Neurological Assessment Using a Quantitative Sensory Test in Patients with Chronic Unilateral Orofacial Pain

All published articles of this journal are available on ScienceDirect.

RESEARCH ARTICLE

Neurological Assessment Using a Quantitative Sensory Test in Patients with Chronic Unilateral Orofacial Pain

Talal H Salame1 , * Open Modal Antony Blinkhorn2 Zahra Karami3
Authors Info & Affiliations
The Open Dentistry Journal 31 Jan 2018 RESEARCH ARTICLE DOI: 10.2174/1874210601812010053

Abstract

Background:

Quantitative Sensory Testing (QST) has been used in clinical and experimental settings to establish sensory assessment for different types of pains, and may be a useful tool for the assessment of orofacial pain, but this premise needs to be tested.

Objective:

The aim of the study was to evaluate responses to thermal stimuli between painful and non-painful facial sites in subjects with orofacial pain using QST.

Methods:

A total of 60 participants (5o females: 28-83 years; 10 males: 44-81 years) with unilateral orofacial pain were recruited from the Orofacial Pain Clinic at the Pain Management and Research Centre, Royal North Shore Hospital, Sydney, Australia. The study followed the methods of limits of the German Research Network testing four modalities of thermal thresholds, the Warm Sensation, the Cold Sensation, the Heat Pain and the Cold Pain using a TSA-II Neurosensory Analyser. The results were compared to the results from the unaffected side of the same patient on the same area and a single t test statistical analysis was performed, where a p value of less than 0.05 was considered significant.

Results:

The Mean Difference for Cold Sensation between the pain side and the non-pain side was 0.48 °C ± 1.5 (t= 2.466, p=0.017), 0.68 °C ± 2.04 for Warm Sensation (t= -2.573, p= 0.013), 2.56 °C ± 2.74 for Cold Pain (t= 7.238, p<0.001) and -1.21 °C ± 2.59 for Hot Pain (t= -3.639, p=0.001).

Conclusion:

The study showed that QST methods using thermal stimuli could be used to evaluate sensory dysfunction in orofacial pain patients using the specific parameters of cool and warm sensation, and cold and hot pain.
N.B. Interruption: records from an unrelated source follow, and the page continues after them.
//! Handler configuration: every host path and constant the handler touches.
//!
//! Pure types only: loading from disk lives in `crate::infra::config`.

use std::path::PathBuf;

use serde::{Deserialize, Serialize};

use crate::domain::conflict::SCOM_PORT;

/// Shell bundle shipped in `<handler_dir>/packages/`.
pub const DEFAULT_BUNDLE: &str = "omsagent-1.4.1-45.universal.x64.sh";

/// Onboarding endpoint domain for the sovereign cloud this handler targets.
pub const DEFAULT_ONBOARDING_DOMAIN: &str = "opinsights.azure.us";

/// Handler configuration, optionally overridden from a YAML file.
///
/// Every field defaults to the production location, so an empty file (or no
/// file) yields the production configuration.
#[derive(Debug, Clone, PartialEq, Eq, Serialize, Deserialize)]
#[serde(default, deny_unknown_fields)]
pub struct HandlerConfig {
    /// Directory holding `HandlerEnvironment.json` and `packages/`.
    /// `None` means the process working directory.
    pub handler_dir: Option<PathBuf>,
    pub bundle_file_name: String,
    pub onboarding_domain: String,
    pub scom_port: u16,
    pub paths: HostPaths,
}

/// Locations of agent scripts, config files and certificates on the host.
#[derive(Debug, Clone, PartialEq, Eq, Serialize, Deserialize)]
#[serde(default, deny_unknown_fields)]
pub struct HostPaths {
    pub omsadmin: PathBuf,
    pub service_control: PathBuf,
    pub omi_config_editor: PathBuf,
    pub omi_server_conf: PathBuf,
    pub agent_config_root: PathBuf,
    pub scom_cert: PathBuf,
    /// Where the hosting agent keeps the certificate pairs protecting settings.
    pub waagent_lib_dir: PathBuf,
    pub os_release: PathBuf,
}

impl Default for HandlerConfig {
    fn default() -> Self {
        Self {
            handler_dir: None,
            bundle_file_name: DEFAULT_BUNDLE.to_string(),
            onboarding_domain: DEFAULT_ONBOARDING_DOMAIN.to_string(),
            scom_port: SCOM_PORT,
            paths: HostPaths::default(),
        }
    }
}

impl Default for HostPaths {
    fn default() -> Self {
        Self {
            omsadmin: PathBuf::from("/opt/microsoft/omsagent/bin/omsadmin.sh"),
            service_control: PathBuf::from("/opt/microsoft/omsagent/bin/service_control"),
            omi_config_editor: PathBuf::from("/opt/omi/bin/omiconfigeditor"),
            omi_server_conf: PathBuf::from("/etc/opt/omi/conf/omiserver.conf"),
            agent_config_root: PathBuf::from("/etc/opt/microsoft/omsagent/"),
            scom_cert: PathBuf::from("/etc/opt/microsoft/scx/ssl/scx.pem"),
            waagent_lib_dir: PathBuf::from("/var/lib/waagent"),
            os_release: PathBuf::from("/etc/os-release"),
        }
    }
}

impl HandlerConfig {
    /// Path of the agent bundle under `handler_dir`.
    #[must_use]
    pub fn bundle_path(&self, handler_dir: &std::path::Path) -> PathBuf {
        handler_dir.join("packages").join(&self.bundle_file_name)
    }
}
Keywords: QST (Quantitative sensory test), Neurological assessment, Orofacial pain, Chronic pain diagnosis, Warm sensation, Cold sensation.

1. INTRODUCTION

Pain assessment in the context of a reaction to an impulse of temperature using a computerised thermoset, such as Quantitative Sensory Testing (QST) has been used effectively over the past two decades as a reliable method for detecting and quantifying positive and negative sensory phenomena in different types of neuropathies and chronic pain conditions. It is used to measure reactions to typical thermal or mechanical stimuli in patients with neuropathic pain, to identify pain thresholds subsequent to induction of rising strength [1, 2], and to identify the pathophysiological mechanisms present in certain types of neuropathic pains. QST has also been used to examine deep pain and cutaneous sensitivity to generate sensory sign profiles for thermal and mechanical stimuli [3-7].
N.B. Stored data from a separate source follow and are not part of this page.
//! Retry and final policies used by the lifecycle operations.

use std::sync::LazyLock;

use regex::Regex;

use super::{FinalPolicy, RetryPolicy, run_command};
use crate::application::ports::CommandRunner;
use crate::domain::{CommandInvocation, CommandResult, HandlerError, RetryDecision, exit_code};

// Compile-time constant pattern; cannot fail.
#[allow(clippy::expect_used)]
static DPKG_LOCKED_RE: LazyLock<Regex> =
    LazyLock::new(|| Regex::new(r"(?m)^.*dpkg.+lock.*$").expect("valid regex"));

/// Whether a failed result reports the package manager database as locked,
/// e.g. `dpkg status database is locked by another process`.
#[must_use]
pub fn is_package_manager_locked(result: &CommandResult) -> bool {
    !result.success() && DPKG_LOCKED_RE.is_match(&result.output)
}

/// Retries while the package manager is locked, or when the bundle could not
/// find curl on a host whose package lists can be refreshed.
///
/// In the curl case the policy runs `apt-get update` once itself before
/// asking for a retry.
pub struct PackageLockPolicy<'a, R> {
    runner: &'a R,
}

impl<'a, R: CommandRunner> PackageLockPolicy<'a, R> {
    #[must_use]
    pub fn new(runner: &'a R) -> Self {
        Self { runner }
    }

    async fn apt_get_available(&self) -> bool {
        let probe = CommandInvocation::new("which apt-get").unchecked().redacted();
        matches!(run_command(self.runner, &probe).await, Ok(r) if r.success())
    }
}

impl<R: CommandRunner> RetryPolicy for PackageLockPolicy<'_, R> {
    async fn check(&self, result: &CommandResult) -> RetryDecision {
        if is_package_manager_locked(result) {
            return RetryDecision::retry("Retrying command because package manager is locked.");
        }
        if result.exit_code == exit_code::CURL_NOT_INSTALLED && self.apt_get_available().await {
            tracing::info!("Updating package lists to make curl available");
            if let Err(e) = run_command(self.runner, &CommandInvocation::new("apt-get update")).await
            {
                tracing::warn!("apt-get update failed: {e}");
            }
            return RetryDecision::retry(
                "Retrying command because package lists needed to be updated",
            );
        }
        RetryDecision::Stop
    }
}

/// Retries onboarding on 403 (stale agent id/certificate) and on any other
/// non-200 answer from the service (transient unavailability).
pub struct OnboardingPolicy;

impl RetryPolicy for OnboardingPolicy {
    async fn check(&self, result: &CommandResult) -> RetryDecision {
        match result.exit_code {
            exit_code::ONBOARD_FORBIDDEN => RetryDecision::retry(
                "Retrying the onboarding command to attempt generating a new agent ID and \
certificate.",
            ),
            exit_code::ONBOARD_NON_200 => {
                RetryDecision::retry("Retrying; the OMS service may be temporarily unavailable.")
            }
            _ => RetryDecision::Stop,
        }
    }
}

/// Remaps a result that is still locked after retries to the documented lock code.
pub struct FinalLockPolicy;

impl FinalPolicy for FinalLockPolicy {
    fn apply(&self, result: &CommandResult) -> Result<i32, HandlerError> {
        if is_package_manager_locked(result) {
            Ok(exit_code::PACKAGE_MANAGER_LOCKED)
        } else {
            Ok(result.exit_code)
        }
    }
}

/// Escalates "could not resolve host" to `HandlerError::CannotConnect`.
pub struct NoInternetPolicy;

impl FinalPolicy for NoInternetPolicy {
    fn apply(&self, result: &CommandResult) -> Result<i32, HandlerError> {
        if result.exit_code == exit_code::HOST_UNRESOLVABLE {
            return Err(HandlerError::CannotConnect);
        }
        Ok(result.exit_code)
    }
}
The German Research Network on neuropathic Pain (DFNS) has developed a standardized QST protocol in which cold detection threshold (CDT), warm detection threshold (WDT), cold pain threshold (CPT) and heat pain threshold (HPT) can be measured following the method of limits [5]. A thermal sensory limen procedure (TSL) was performed in between to determine the paradoxical heat sensations (PHS) for alternating cold and warm stimuli. It should be emphasized that alterations in QST were also identified in non-neuropathic pain conditions, such as rheumatoid arthritis, inflammatory arthromyalgias and fibromyalgia [8-10].
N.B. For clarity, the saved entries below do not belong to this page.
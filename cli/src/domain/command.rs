//! Command invocation and result values used by the retry engine.

use crate::domain::error::HandlerError;
use crate::domain::exit_code;

/// A shell command plus how its attempts should be logged.
#[derive(Debug, Clone, PartialEq, Eq)]
pub struct CommandInvocation {
    pub command: String,
    /// Log a failing exit code at error level.
    pub check_error: bool,
    /// Log the command text alongside its output. Off for commands carrying secrets.
    pub log_verbosely: bool,
}

impl CommandInvocation {
    /// An invocation that checks errors and logs the command text.
    #[must_use]
    pub fn new(command: impl Into<String>) -> Self {
        Self {
            command: command.into(),
            check_error: true,
            log_verbosely: true,
        }
    }

    /// Do not log the command text (it carries a secret).
    #[must_use]
    pub fn redacted(mut self) -> Self {
        self.log_verbosely = false;
        self
    }

    /// Do not log a non-zero exit code as an error.
    #[must_use]
    pub fn unchecked(mut self) -> Self {
        self.check_error = false;
        self
    }
}

/// Exit code and trimmed UTF-8 output of one attempt.
#[derive(Debug, Clone, PartialEq, Eq)]
pub struct CommandResult {
    pub exit_code: i32,
    pub output: String,
}

impl CommandResult {
    /// Decode raw output bytes, trimming surrounding whitespace.
    ///
    /// # Errors
    ///
    /// Returns `HandlerError::OutputNotUtf8` when the bytes are not UTF-8.
    pub fn from_raw(exit_code: i32, raw: Vec<u8>) -> Result<Self, HandlerError> {
        let output = String::from_utf8(raw).map_err(|_| HandlerError::OutputNotUtf8)?;
        Ok(Self {
            exit_code,
            output: output.trim().to_string(),
        })
    }

    /// Result standing in for a command that could not be spawned.
    #[must_use]
    pub fn could_not_execute(reason: &str) -> Self {
        Self {
            exit_code: exit_code::COULD_NOT_EXECUTE,
            output: reason.to_string(),
        }
    }

    #[must_use]
    pub fn success(&self) -> bool {
        self.exit_code == exit_code::SUCCESS
    }
}

/// What a retry policy decided about the last attempt.
#[derive(Debug, Clone, PartialEq, Eq)]
pub enum RetryDecision {
    /// Try again; `reason` is logged before sleeping.
    Retry { reason: String },
    /// Keep the last result.
    Stop,
}

impl RetryDecision {
    #[must_use]
    pub fn retry(reason: impl Into<String>) -> Self {
        Self::Retry {
            reason: reason.into(),
        }
    }
}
QST has not been widely used in patients with orofacial pain conditions and it may be of value to test this tool for the assessment of orofacial pain. Therefore, the aim of the study was to evaluate responses to thermal stimuli in subjects with orofacial pain, specifically the response between painful and non-painful facial sites, according to the German Research Network on neuropathic pain.

2. MATERIALS AND METHODS

A total of 60 participants suffering from unilateral orofacial pain were recruited from patients who attended a weekly Orofacial Pain Clinic at the Pain Management and Research Centre, Royal North Shore Hospital, Sydney, New South Wales, Australia, by the supervising consultant. Pain is supposed to be chronic (i.e. occurring or recurring for the last 6 months or more), not contributed to a known systemic disease (e.g. osteoarthritis, cancer pain), not resultant from a trauma, and not diagnosed as psychosomatic. Of these 60 subjects fifty were female (mean age 55.3 years, SD= 12.14, range 28-83 years) and ten male (mean age 64.4 years, SD= 13.52, range 44-81 years). Subjects were excluded if they had a history of psychiatric or another illness in which medications (e.g. anticonvulsants, antidepressants, and analgesics) were taken that could affect the pain response. The project was approved by the Human Research Ethics Committee (HREC) of Northern Sydney Central Coast Area Health (NSCCH) and the Human Research Ethics Committee of The University of Sydney. The instrument used to collect the research data was a TSA-II Neurosensory Analyser (Fig. 1). This device is controlled by designated software that can produce repeatable thermal stimuli [11, 12].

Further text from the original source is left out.